__YOUR GOAL__. Two lines mark the range in the entries below: the one holding "let draft: QuestionDraft" and the one holding "Self::new(AiConfig::from_env())". Set down those two and all lines between them, exactly.

__EXERCISE MATERIALS__.

<<<<

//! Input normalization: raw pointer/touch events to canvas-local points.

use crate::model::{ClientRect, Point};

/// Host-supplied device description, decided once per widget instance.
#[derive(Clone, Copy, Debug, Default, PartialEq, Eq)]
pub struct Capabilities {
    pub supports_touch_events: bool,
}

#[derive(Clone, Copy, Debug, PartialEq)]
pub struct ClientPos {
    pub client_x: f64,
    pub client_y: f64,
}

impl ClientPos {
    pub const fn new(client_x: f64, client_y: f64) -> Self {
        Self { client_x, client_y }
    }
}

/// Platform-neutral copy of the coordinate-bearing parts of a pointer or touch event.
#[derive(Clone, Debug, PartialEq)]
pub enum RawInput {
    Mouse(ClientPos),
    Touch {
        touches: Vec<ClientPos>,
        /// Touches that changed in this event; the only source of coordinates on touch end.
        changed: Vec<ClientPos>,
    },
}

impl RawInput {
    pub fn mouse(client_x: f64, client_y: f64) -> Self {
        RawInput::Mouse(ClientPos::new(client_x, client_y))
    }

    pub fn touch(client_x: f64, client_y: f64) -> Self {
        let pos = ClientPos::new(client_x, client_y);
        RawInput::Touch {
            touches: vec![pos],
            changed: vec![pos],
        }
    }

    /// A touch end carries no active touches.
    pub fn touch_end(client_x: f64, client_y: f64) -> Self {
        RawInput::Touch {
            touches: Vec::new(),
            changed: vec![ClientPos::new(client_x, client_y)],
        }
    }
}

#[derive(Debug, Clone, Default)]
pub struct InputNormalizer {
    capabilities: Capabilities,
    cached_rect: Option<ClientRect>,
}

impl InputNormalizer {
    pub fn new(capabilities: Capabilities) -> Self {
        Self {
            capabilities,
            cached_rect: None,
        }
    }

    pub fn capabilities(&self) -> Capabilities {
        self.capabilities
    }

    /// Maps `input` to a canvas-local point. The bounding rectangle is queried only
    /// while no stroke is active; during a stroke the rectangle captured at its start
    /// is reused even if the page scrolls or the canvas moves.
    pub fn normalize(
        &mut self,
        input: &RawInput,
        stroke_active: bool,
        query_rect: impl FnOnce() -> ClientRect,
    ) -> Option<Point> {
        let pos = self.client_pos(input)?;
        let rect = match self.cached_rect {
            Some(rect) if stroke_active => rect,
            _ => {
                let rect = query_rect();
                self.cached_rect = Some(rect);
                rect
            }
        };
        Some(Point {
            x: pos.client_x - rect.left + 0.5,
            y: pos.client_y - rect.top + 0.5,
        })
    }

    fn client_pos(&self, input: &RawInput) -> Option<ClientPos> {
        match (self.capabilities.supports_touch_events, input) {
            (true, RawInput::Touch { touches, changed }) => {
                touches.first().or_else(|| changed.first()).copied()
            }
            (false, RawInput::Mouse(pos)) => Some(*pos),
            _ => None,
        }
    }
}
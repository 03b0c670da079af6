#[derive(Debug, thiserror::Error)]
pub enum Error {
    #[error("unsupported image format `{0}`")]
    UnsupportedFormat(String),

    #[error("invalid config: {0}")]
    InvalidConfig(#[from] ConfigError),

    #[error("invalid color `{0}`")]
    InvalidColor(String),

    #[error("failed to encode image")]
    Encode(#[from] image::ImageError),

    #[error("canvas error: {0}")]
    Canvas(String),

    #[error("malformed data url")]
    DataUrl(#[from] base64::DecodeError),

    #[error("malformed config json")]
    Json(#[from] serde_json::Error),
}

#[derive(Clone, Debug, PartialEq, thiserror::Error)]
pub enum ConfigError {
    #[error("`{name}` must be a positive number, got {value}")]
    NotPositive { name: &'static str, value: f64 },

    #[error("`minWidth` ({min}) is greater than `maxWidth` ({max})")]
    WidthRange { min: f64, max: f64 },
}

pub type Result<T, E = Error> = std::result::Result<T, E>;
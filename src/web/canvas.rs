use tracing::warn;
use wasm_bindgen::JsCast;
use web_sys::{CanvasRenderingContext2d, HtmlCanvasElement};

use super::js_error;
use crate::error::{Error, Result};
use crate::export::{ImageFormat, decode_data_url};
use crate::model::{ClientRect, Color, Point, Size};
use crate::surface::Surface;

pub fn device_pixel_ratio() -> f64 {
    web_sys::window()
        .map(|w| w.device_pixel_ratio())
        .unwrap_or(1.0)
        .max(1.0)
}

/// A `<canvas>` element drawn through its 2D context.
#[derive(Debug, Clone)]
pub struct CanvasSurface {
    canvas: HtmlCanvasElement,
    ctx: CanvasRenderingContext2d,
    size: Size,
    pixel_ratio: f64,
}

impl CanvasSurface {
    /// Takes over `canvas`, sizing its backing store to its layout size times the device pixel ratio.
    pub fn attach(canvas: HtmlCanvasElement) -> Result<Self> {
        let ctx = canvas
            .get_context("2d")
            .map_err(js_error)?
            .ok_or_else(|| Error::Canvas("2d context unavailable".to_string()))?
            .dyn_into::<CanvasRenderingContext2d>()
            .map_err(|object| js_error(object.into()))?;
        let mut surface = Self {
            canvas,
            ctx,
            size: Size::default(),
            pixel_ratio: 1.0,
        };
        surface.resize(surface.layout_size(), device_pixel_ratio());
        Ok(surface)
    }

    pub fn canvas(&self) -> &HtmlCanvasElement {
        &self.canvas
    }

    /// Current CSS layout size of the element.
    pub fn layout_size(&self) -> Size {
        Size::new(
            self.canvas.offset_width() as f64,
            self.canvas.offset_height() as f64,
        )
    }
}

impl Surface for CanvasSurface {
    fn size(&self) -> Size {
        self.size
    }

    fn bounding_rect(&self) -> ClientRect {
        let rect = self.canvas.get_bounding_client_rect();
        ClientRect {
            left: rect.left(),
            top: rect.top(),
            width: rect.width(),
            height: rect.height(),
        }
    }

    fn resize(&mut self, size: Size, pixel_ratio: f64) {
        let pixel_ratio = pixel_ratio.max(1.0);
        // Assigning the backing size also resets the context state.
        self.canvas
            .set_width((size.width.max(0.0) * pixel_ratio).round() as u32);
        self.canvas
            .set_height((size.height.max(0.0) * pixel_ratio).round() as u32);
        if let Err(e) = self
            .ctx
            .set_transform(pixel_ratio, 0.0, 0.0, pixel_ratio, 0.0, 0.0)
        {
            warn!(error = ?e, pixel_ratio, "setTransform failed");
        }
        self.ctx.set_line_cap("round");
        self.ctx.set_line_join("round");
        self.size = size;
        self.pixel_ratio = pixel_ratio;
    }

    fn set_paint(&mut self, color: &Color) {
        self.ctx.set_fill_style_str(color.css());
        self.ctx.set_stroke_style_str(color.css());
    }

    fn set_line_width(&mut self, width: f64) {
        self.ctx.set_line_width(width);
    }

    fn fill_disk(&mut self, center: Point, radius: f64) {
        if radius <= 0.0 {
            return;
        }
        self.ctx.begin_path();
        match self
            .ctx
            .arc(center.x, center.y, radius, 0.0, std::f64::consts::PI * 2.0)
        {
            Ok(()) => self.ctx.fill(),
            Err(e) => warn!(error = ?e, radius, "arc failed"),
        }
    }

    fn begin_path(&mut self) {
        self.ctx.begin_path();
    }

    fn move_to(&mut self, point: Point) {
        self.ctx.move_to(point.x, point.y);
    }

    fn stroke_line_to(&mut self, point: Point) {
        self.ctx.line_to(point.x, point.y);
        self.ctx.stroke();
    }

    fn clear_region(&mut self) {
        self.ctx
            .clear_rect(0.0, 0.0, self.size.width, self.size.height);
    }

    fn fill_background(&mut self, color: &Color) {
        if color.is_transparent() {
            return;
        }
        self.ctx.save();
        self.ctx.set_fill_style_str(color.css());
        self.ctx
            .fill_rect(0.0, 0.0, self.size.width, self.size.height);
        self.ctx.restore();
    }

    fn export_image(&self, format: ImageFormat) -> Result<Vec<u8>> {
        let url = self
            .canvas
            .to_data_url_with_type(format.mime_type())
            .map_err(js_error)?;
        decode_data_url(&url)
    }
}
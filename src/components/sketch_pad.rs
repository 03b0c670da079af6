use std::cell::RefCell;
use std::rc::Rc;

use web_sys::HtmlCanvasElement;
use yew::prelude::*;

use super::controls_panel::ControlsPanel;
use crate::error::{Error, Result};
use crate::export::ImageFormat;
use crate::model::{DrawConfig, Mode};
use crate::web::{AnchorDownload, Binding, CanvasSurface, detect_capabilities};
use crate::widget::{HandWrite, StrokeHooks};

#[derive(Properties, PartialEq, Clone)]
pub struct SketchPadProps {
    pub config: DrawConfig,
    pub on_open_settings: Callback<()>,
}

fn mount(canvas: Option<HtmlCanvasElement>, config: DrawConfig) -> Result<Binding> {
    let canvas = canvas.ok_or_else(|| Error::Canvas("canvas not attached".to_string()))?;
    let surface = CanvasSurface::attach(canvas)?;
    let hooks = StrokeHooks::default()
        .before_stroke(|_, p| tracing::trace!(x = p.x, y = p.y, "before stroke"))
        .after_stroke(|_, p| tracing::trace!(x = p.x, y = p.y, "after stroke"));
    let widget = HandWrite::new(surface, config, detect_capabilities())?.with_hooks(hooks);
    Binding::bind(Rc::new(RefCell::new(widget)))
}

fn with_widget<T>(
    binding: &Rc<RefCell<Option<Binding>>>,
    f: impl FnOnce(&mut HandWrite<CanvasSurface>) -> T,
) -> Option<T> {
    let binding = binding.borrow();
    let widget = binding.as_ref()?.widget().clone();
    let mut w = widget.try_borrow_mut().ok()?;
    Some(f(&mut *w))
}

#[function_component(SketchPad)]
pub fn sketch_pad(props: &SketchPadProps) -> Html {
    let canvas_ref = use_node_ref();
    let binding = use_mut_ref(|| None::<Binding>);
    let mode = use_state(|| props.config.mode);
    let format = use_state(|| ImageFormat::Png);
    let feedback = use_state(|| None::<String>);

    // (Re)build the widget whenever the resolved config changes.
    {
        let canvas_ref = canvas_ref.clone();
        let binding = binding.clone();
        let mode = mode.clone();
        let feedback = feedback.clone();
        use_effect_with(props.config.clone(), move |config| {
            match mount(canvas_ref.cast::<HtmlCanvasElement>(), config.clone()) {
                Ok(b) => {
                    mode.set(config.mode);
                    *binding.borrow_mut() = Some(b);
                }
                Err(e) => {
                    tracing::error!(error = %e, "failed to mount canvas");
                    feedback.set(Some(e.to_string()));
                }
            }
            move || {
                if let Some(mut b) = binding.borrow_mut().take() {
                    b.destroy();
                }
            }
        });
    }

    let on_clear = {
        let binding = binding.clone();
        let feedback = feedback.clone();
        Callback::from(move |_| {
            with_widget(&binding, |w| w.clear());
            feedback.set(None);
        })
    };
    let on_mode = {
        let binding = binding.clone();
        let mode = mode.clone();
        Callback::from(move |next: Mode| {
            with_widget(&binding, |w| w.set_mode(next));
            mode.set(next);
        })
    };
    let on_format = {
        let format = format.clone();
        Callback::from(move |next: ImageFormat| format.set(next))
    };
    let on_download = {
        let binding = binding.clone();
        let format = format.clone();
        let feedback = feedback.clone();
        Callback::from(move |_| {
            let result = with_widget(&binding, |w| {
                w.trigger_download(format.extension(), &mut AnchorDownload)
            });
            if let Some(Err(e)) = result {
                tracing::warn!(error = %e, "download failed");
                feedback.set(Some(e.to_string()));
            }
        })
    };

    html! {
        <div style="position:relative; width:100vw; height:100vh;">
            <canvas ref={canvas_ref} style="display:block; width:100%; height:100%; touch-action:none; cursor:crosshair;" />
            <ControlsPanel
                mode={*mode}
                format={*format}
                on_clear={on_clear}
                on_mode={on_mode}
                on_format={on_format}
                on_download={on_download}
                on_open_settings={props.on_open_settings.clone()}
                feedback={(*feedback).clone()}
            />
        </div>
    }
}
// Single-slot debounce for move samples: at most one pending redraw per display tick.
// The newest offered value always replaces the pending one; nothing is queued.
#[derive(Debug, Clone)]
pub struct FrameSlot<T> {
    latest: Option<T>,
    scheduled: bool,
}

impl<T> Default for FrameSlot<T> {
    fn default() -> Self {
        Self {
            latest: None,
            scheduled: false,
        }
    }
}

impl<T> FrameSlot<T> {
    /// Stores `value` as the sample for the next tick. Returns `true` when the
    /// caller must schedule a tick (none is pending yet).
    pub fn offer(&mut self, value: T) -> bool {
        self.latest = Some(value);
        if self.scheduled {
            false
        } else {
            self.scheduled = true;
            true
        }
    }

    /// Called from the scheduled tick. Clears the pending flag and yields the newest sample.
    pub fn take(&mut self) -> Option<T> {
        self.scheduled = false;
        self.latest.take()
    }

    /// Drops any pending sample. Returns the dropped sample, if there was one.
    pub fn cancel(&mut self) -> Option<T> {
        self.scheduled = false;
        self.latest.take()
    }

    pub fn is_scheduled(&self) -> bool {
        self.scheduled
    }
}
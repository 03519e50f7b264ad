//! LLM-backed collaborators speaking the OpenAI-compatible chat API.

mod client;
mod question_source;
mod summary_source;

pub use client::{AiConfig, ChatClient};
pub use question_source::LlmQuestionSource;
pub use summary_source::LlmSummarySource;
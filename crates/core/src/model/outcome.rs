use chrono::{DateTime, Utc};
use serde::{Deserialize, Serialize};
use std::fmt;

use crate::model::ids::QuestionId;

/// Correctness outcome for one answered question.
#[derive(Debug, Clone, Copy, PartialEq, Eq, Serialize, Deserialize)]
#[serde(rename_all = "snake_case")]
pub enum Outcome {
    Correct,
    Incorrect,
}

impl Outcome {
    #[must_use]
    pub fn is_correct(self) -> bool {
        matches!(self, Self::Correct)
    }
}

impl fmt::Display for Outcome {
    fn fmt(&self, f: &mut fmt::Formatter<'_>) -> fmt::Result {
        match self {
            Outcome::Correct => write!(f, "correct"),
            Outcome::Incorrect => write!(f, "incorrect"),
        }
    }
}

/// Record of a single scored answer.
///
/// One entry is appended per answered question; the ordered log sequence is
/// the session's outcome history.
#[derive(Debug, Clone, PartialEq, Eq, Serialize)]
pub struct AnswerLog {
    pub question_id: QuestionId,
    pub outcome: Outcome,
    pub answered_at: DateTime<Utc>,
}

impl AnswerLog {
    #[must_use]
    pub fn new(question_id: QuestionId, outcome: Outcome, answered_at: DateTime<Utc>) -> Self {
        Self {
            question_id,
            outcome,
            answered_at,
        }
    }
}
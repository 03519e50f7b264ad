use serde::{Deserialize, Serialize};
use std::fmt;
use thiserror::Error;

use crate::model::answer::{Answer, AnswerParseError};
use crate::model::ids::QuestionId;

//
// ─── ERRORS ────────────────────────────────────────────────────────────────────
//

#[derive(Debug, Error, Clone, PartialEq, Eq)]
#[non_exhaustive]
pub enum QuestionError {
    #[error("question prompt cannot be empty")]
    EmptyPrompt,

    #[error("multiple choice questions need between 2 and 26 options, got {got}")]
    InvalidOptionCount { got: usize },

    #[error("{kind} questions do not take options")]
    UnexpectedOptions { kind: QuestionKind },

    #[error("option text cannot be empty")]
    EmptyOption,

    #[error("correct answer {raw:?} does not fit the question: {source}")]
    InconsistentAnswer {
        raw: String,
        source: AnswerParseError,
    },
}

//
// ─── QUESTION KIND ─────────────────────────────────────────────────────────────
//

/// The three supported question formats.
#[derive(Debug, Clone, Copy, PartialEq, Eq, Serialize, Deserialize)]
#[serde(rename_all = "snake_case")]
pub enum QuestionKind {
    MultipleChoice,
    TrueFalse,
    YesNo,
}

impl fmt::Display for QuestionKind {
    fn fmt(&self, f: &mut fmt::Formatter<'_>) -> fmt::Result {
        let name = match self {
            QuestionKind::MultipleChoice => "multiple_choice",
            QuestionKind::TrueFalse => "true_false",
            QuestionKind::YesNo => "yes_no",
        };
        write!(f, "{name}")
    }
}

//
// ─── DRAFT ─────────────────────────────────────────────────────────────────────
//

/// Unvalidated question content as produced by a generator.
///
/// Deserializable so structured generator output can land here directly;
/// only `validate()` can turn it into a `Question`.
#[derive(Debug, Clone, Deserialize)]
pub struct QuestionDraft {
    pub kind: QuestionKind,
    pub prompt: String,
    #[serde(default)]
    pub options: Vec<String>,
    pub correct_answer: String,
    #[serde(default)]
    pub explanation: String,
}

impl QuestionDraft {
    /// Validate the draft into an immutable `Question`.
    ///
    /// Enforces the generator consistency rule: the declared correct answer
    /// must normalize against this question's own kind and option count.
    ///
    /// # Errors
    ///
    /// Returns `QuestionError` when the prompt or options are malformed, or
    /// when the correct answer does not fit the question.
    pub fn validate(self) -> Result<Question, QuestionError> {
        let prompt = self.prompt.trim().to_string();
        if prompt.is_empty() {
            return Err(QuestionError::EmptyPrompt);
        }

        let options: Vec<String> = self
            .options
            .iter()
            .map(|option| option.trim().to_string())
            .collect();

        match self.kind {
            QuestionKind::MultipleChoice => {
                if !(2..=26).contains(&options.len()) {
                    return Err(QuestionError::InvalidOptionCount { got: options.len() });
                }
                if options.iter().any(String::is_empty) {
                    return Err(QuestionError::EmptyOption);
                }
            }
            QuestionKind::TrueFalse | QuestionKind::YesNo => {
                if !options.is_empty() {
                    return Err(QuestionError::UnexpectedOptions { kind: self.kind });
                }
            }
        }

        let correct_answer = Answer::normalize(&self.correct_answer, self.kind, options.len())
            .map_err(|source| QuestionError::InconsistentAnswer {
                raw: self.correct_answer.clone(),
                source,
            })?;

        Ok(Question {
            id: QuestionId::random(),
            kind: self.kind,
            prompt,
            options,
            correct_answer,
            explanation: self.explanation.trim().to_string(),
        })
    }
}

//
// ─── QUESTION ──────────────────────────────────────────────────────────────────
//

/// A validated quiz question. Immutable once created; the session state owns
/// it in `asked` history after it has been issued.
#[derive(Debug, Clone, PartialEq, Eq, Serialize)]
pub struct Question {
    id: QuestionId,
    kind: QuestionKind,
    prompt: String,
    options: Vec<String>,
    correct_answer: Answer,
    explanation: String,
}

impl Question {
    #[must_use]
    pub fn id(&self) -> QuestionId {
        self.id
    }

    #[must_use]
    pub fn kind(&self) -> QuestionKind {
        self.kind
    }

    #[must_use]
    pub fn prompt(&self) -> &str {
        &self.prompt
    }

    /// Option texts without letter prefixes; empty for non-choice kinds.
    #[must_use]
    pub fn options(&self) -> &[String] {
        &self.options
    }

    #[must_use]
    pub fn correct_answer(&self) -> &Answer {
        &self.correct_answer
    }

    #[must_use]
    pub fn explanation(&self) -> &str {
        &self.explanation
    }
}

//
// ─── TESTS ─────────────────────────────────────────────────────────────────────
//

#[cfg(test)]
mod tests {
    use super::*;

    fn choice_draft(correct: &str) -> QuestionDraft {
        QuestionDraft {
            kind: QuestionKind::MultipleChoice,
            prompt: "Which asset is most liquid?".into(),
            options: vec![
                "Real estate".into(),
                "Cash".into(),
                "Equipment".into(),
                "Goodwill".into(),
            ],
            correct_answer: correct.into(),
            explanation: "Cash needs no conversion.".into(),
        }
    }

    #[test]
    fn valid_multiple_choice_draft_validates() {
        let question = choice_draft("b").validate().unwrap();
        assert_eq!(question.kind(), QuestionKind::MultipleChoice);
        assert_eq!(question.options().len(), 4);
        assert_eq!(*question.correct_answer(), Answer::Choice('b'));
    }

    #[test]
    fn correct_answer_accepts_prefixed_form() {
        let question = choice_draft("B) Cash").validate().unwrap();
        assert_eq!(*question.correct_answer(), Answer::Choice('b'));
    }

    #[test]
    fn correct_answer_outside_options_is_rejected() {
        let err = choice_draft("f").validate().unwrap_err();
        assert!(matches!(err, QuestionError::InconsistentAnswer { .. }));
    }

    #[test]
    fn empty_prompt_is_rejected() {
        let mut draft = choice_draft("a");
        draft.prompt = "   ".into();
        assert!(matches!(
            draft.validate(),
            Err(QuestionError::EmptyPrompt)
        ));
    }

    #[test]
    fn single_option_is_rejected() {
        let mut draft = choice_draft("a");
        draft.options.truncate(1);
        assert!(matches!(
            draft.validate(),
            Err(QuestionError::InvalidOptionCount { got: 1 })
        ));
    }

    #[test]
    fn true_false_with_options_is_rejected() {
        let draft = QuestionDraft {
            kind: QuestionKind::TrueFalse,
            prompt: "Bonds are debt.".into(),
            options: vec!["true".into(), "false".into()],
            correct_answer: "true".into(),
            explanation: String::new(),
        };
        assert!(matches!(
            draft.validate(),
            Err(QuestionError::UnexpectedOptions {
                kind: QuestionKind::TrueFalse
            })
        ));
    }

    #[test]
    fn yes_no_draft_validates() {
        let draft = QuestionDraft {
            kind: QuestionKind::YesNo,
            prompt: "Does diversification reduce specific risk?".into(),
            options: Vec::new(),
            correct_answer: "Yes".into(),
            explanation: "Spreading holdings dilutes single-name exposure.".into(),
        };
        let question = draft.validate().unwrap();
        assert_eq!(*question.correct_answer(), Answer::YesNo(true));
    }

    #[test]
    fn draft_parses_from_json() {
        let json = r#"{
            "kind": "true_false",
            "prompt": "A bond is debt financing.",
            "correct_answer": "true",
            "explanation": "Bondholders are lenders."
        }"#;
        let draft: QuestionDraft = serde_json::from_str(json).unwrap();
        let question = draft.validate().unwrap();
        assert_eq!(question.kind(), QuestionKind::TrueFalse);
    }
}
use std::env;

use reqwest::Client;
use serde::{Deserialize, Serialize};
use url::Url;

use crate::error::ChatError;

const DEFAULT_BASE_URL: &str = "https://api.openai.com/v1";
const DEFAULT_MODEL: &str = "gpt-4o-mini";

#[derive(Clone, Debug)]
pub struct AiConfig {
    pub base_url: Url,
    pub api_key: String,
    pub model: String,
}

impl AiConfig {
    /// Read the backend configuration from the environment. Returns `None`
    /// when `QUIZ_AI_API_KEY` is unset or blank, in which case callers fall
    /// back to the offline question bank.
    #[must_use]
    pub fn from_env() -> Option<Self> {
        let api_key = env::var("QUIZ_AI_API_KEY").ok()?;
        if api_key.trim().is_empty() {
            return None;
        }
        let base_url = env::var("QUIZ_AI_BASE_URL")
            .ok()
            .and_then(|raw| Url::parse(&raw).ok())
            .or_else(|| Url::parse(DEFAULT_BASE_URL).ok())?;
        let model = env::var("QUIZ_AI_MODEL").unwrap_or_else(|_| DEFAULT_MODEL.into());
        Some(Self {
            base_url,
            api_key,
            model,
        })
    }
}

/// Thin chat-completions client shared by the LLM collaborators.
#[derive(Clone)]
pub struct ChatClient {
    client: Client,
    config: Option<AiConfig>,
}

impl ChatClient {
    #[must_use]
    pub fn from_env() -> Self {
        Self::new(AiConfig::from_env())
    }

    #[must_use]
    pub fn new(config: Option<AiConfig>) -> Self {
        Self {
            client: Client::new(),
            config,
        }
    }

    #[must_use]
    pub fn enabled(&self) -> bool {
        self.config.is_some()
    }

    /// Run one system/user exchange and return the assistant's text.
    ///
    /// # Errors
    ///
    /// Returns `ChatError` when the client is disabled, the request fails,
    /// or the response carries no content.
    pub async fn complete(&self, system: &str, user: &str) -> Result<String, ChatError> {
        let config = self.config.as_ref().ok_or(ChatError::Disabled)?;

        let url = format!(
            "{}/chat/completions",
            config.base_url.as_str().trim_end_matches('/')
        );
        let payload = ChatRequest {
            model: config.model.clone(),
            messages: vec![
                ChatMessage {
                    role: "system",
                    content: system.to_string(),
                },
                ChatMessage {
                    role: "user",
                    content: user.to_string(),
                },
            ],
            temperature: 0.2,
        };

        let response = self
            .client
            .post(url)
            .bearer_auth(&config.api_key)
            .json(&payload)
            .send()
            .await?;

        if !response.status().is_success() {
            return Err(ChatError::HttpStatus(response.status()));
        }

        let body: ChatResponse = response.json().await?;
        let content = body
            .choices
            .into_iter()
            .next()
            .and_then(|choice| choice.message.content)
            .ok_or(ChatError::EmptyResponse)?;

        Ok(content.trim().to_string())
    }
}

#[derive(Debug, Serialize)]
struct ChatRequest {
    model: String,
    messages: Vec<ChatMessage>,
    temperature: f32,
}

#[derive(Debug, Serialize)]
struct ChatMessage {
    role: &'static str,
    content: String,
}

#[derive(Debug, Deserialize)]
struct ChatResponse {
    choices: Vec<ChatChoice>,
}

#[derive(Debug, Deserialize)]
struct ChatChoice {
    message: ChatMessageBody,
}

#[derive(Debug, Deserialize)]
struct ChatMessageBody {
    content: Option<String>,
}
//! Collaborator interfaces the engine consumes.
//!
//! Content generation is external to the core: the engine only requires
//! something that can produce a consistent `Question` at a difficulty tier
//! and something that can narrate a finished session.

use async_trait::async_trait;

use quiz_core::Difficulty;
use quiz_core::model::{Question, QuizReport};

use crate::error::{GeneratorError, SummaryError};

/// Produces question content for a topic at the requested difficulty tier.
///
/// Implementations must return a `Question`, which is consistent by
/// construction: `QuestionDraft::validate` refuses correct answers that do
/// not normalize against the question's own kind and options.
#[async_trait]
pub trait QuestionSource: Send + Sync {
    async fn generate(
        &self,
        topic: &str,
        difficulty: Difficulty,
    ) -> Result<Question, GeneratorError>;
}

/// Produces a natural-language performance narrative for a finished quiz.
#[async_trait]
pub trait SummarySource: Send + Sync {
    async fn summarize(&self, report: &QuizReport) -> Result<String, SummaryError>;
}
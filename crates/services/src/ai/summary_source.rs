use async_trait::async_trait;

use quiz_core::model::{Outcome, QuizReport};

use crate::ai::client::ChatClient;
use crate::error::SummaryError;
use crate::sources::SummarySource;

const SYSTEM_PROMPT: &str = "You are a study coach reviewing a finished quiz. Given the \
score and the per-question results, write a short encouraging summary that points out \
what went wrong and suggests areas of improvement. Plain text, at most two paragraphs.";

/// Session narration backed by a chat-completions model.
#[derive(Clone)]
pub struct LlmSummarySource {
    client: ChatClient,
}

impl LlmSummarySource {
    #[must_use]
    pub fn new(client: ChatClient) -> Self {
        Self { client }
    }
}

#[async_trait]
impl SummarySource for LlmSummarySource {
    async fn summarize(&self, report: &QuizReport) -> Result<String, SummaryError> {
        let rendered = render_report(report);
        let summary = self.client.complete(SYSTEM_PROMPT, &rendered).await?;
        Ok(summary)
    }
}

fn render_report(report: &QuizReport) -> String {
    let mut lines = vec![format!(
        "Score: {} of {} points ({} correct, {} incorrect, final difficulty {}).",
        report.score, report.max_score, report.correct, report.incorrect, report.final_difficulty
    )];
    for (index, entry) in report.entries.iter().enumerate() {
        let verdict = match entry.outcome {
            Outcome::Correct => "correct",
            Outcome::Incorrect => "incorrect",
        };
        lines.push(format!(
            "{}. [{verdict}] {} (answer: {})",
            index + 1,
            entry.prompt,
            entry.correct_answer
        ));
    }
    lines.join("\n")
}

>>>>

__YOUR SOLUTION__.
        let draft: QuestionDraft = serde_json::from_str(json).unwrap();
        let question = draft.validate().unwrap();
        assert_eq!(question.kind(), QuestionKind::TrueFalse);
    }
}
use std::env;

use reqwest::Client;
use serde::{Deserialize, Serialize};
use url::Url;

use crate::error::ChatError;

const DEFAULT_BASE_URL: &str = "https://api.openai.com/v1";
const DEFAULT_MODEL: &str = "gpt-4o-mini";

#[derive(Clone, Debug)]
pub struct AiConfig {
    pub base_url: Url,
    pub api_key: String,
    pub model: String,
}

impl AiConfig {
    /// Read the backend configuration from the environment. Returns `None`
    /// when `QUIZ_AI_API_KEY` is unset or blank, in which case callers fall
    /// back to the offline question bank.
    #[must_use]
    pub fn from_env() -> Option<Self> {
        let api_key = env::var("QUIZ_AI_API_KEY").ok()?;
        if api_key.trim().is_empty() {
            return None;
        }
        let base_url = env::var("QUIZ_AI_BASE_URL")
            .ok()
            .and_then(|raw| Url::parse(&raw).ok())
            .or_else(|| Url::parse(DEFAULT_BASE_URL).ok())?;
        let model = env::var("QUIZ_AI_MODEL").unwrap_or_else(|_| DEFAULT_MODEL.into());
        Some(Self {
            base_url,
            api_key,
            model,
        })
    }
}

/// Thin chat-completions client shared by the LLM collaborators.
#[derive(Clone)]
pub struct ChatClient {
    client: Client,
    config: Option<AiConfig>,
}

impl ChatClient {
    #[must_use]
    pub fn from_env() -> Self {
        Self::new(AiConfig::from_env())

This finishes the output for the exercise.